Step 1: OLS baseline

Always start here. OLS is fast, deterministic, and gives you a reference point. Then check residuals.

python

import numpy as np

X_design = np.column_stack([np.ones(n), x])
beta_ols = np.linalg.lstsq(X_design, y, rcond=None)[0]
residuals = y - X_design @ beta_ols

Residual diagnostics:

Plot residuals vs each predictor → fan shape = heteroscedasticity
QQ-plot of residuals → heavy tails = outliers
If both look fine, OLS is defensible. But you still don't have uncertainty on the error model.

Step 2: Bayesian Normal (homoscedastic)

Same assumptions as OLS, but with a full posterior:

python

import pymc as pm

with pm.Model():
    intercept = pm.Normal("intercept", mu=0, sigma=10)
    slope = pm.Normal("slope", mu=0, sigma=5)
    sigma = pm.HalfNormal("sigma", sigma=5)

    mu = intercept + slope * x
    pm.Normal("y_obs", mu=mu, sigma=sigma, observed=y)

    idata = pm.sample(draws=2000, tune=1000, chains=4)

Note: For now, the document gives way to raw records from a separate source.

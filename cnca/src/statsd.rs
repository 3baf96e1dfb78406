use crate::config::MetricsConfig;
use crate::errors::CliError;
use metrics_exporter_statsd::StatsdBuilder;

const PREFIX: &str = "cnca";

/// Installs the StatsD recorder and registers every metric description.
/// Without a `metrics` section no recorder is installed and metrics are
/// dropped.
pub fn init(config: Option<&MetricsConfig>) -> Result<(), CliError> {
    let Some(config) = config else {
        tracing::debug!("No metrics config, metrics are disabled");
        return Ok(());
    };

    let recorder = StatsdBuilder::from(config.statsd_host.as_str(), config.statsd_port)
        .build(Some(PREFIX))
        .map_err(|e| CliError::Metrics(e.to_string()))?;
    metrics::set_global_recorder(recorder).map_err(|e| CliError::Metrics(e.to_string()))?;

    for defs in [
        pfd::metrics_defs::ALL_METRICS,
        af_client::metrics_defs::ALL_METRICS,
    ] {
        shared::metrics_defs::describe(defs);
    }

    tracing::info!(
        host = %config.statsd_host,
        port = config.statsd_port,
        "Sending metrics to StatsD"
    );
    Ok(())
}
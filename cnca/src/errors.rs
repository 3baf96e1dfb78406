use crate::config::ConfigError;
use thiserror::Error;

#[derive(Error, Debug)]
pub enum CliError {
    #[error(transparent)]
    Config(#[from] ConfigError),

    #[error(transparent)]
    Client(#[from] af_client::ClientError),

    #[error(transparent)]
    Schema(#[from] pfd::SchemaError),

    #[error("Form rejected: {0}")]
    Validation(#[from] pfd::ValidationError),

    #[error("Invalid {what} input: {reason}")]
    InvalidInput { what: &'static str, reason: String },

    #[error("I/O error: {0}")]
    Io(#[from] std::io::Error),

    #[error("Failed to write output: {0}")]
    Output(#[from] serde_json::Error),

    #[error("Failed to set up metrics: {0}")]
    Metrics(String),
}
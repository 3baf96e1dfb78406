//! Client for the REST APIs behind the AF management console
//!
//! - AF API: traffic influence subscriptions and PFD management transactions
//! - 5G OAM API: AF service registration
//! - CUPS API: user-plane functions
//!
//! PFD transactions travel in the wire form. The form workflows
//! ([`AfClient::fetch_transaction_form`], [`AfClient::submit_transaction_form`]
//! and their per-application variants) convert to and from the UI form with
//! the `pfd` crate so that callers never handle both shapes.

pub mod config;
pub mod errors;
pub mod metrics_defs;
pub mod types;

mod client;
mod services;
mod subscriptions;
mod transactions;
mod userplanes;

#[cfg(test)]
mod testutils;

pub use client::{AfClient, Created};
pub use config::ApiConfig;
pub use errors::{ClientError, Result};
pub use services::created_service_id;
pub use types::{LocationService, Service, Subscription, Userplane};
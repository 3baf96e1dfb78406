//! Conversion between the wire form and the UI form of PFD documents.
//!
//! The wire form keys applications by `externalAppID` and PFDs by `pfdID`; the
//! UI form lists them in order. Going from UI to wire re-keys every entry by
//! its embedded ID, so two entries with the same ID collapse into one. What
//! happens then is decided by [`DuplicateKeyPolicy`].

use crate::errors::{Result, SchemaError};
use crate::metrics_defs::{DUPLICATE_KEYS, TRANSFORMS};
use crate::model::{
    AppEntry, AppUi, AppWire, PfdEntry, PfdTransactionUi, PfdTransactionWire,
};
use indexmap::IndexMap;
use serde::Deserialize;
use shared::counter;

/// What to do when two UI entries share the same key.
#[derive(Clone, Copy, Debug, Default, Deserialize, PartialEq, Eq)]
#[serde(rename_all = "snake_case")]
pub enum DuplicateKeyPolicy {
    /// The later entry replaces the earlier one. The key keeps the position
    /// of its first occurrence.
    #[default]
    Overwrite,
    /// Fail with [`SchemaError::DuplicateApplication`] or
    /// [`SchemaError::DuplicatePfd`].
    Reject,
}

/// Converts PFD documents between their wire and UI forms.
#[derive(Clone, Copy, Debug, Default)]
pub struct SchemaTransformer {
    policy: DuplicateKeyPolicy,
}

impl SchemaTransformer {
    pub fn new(policy: DuplicateKeyPolicy) -> Self {
        Self { policy }
    }

    pub fn policy(&self) -> DuplicateKeyPolicy {
        self.policy
    }

    /// Builds the wire form of a UI-form transaction.
    ///
    /// Scalar fields are copied as-is. Each application is keyed by its
    /// `externalAppID` and each of its PFDs by `pfdID`. With the `Overwrite`
    /// policy this never fails.
    pub fn to_wire_form(&self, ui: &PfdTransactionUi) -> Result<PfdTransactionWire> {
        let mut pfd_datas = IndexMap::with_capacity(ui.pfd_datas.len());

        for AppEntry { apps } in &ui.pfd_datas {
            let app = self.to_wire_app(apps)?;
            if let Some(previous) = pfd_datas.insert(app.external_app_id.clone(), app) {
                if !self.accept_duplicate("application", &previous.external_app_id) {
                    return Err(SchemaError::DuplicateApplication(previous.external_app_id));
                }
            }
        }

        counter!(TRANSFORMS, "direction" => "to_wire", "scope" => "transaction").increment(1);

        Ok(PfdTransactionWire {
            pfd_datas,
            extra_fields: ui.extra_fields.clone(),
        })
    }

    /// Builds the wire form of a single UI-form application.
    pub fn to_wire_app(&self, ui: &AppUi) -> Result<AppWire> {
        let mut pfds = IndexMap::with_capacity(ui.pfds.len());

        for PfdEntry { pfd } in &ui.pfds {
            if let Some(previous) = pfds.insert(pfd.pfd_id.clone(), pfd.clone()) {
                if !self.accept_duplicate("pfd", &previous.pfd_id) {
                    return Err(SchemaError::DuplicatePfd {
                        app_id: ui.external_app_id.clone(),
                        pfd_id: previous.pfd_id,
                    });
                }
            }
        }

        counter!(TRANSFORMS, "direction" => "to_wire", "scope" => "application").increment(1);

        Ok(AppWire {
            external_app_id: ui.external_app_id.clone(),
            pfds,
            extra_fields: ui.extra_fields.clone(),
        })
    }

    pub fn to_ui_form(&self, wire: &PfdTransactionWire) -> PfdTransactionUi {
        to_ui_form(wire)
    }

    pub fn to_ui_app(&self, wire: &AppWire) -> AppUi {
        to_ui_app(wire)
    }

    /// Returns whether a repeated key may replace the earlier entry.
    fn accept_duplicate(&self, kind: &'static str, key: &str) -> bool {
        counter!(DUPLICATE_KEYS, "kind" => kind).increment(1);

        match self.policy {
            DuplicateKeyPolicy::Overwrite => {
                tracing::warn!(kind, key = %key, "Duplicate key in UI form, keeping the last entry");
                true
            }
            DuplicateKeyPolicy::Reject => {
                tracing::debug!(kind, key = %key, "Duplicate key in UI form rejected");
                false
            }
        }
    }
}

/// Builds the UI form of a wire-form transaction.
///
/// Applications and PFDs are listed in the iteration order of their maps,
/// which is the order they appeared in the decoded document.
pub fn to_ui_form(wire: &PfdTransactionWire) -> PfdTransactionUi {
    let pfd_datas = wire
        .pfd_datas
        .iter()
        .map(|(key, app)| {
            if *key != app.external_app_id {
                tracing::warn!(
                    key = %key,
                    external_app_id = %app.external_app_id,
                    "Application key does not match its externalAppID"
                );
            }
            AppEntry {
                apps: to_ui_app(app),
            }
        })
        .collect();

    counter!(TRANSFORMS, "direction" => "to_ui", "scope" => "transaction").increment(1);

    PfdTransactionUi {
        pfd_datas,
        extra_fields: wire.extra_fields.clone(),
    }
}

/// Builds the UI form of a single wire-form application.
pub fn to_ui_app(wire: &AppWire) -> AppUi {
    let pfds = wire
        .pfds
        .iter()
        .map(|(key, pfd)| {
            if *key != pfd.pfd_id {
                tracing::warn!(
                    external_app_id = %wire.external_app_id,
                    key = %key,
                    pfd_id = %pfd.pfd_id,
                    "PFD key does not match its pfdID"
                );
            }
            PfdEntry { pfd: pfd.clone() }
        })
        .collect();

    counter!(TRANSFORMS, "direction" => "to_ui", "scope" => "application").increment(1);

    AppUi {
        external_app_id: wire.external_app_id.clone(),
        pfds,
        extra_fields: wire.extra_fields.clone(),
    }
}

impl From<&PfdTransactionWire> for PfdTransactionUi {
    fn from(wire: &PfdTransactionWire) -> Self {
        to_ui_form(wire)
    }
}

impl From<&AppWire> for AppUi {
    fn from(wire: &AppWire) -> Self {
        to_ui_app(wire)
    }
}
use shared::metrics_defs::{MetricDef, MetricType};

pub const TRANSFORMS: MetricDef = MetricDef {
    name: "pfd.transform",
    metric_type: MetricType::Counter,
    description: "Form conversions performed. Tagged with direction, scope.",
};

pub const DUPLICATE_KEYS: MetricDef = MetricDef {
    name: "pfd.transform.duplicate_keys",
    metric_type: MetricType::Counter,
    description: "Repeated externalAppID or pfdID seen while building the wire form. Tagged with kind.",
};

pub const ALL_METRICS: &[MetricDef] = &[TRANSFORMS, DUPLICATE_KEYS];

Center your predictors. Subtracting the mean of x before fitting reduces posterior correlation between intercept and slope, making MCMC more efficient. Uncenter for reporting.

Step 3: Heteroscedastic model

If residuals show a fan shape, model log(sigma) as a function of x:

python

with pm.Model():
    intercept = pm.Normal("intercept", mu=0, sigma=10)
    slope = pm.Normal("slope", mu=0, sigma=5)

    # Noise model: log(sigma) = gamma0 + gamma1 * x
    gamma0 = pm.Normal("log_sigma_intercept", mu=0, sigma=2)
    gamma1 = pm.Normal("log_sigma_slope", mu=0, sigma=1)
    sigma = pm.math.exp(gamma0 + gamma1 * x)

    mu = intercept + slope * x
    pm.Normal("y_obs", mu=mu, sigma=sigma, observed=y)

This gives you pointwise uncertainty — wider prediction intervals where the data is noisier, narrower where it's cleaner. OLS can't do this.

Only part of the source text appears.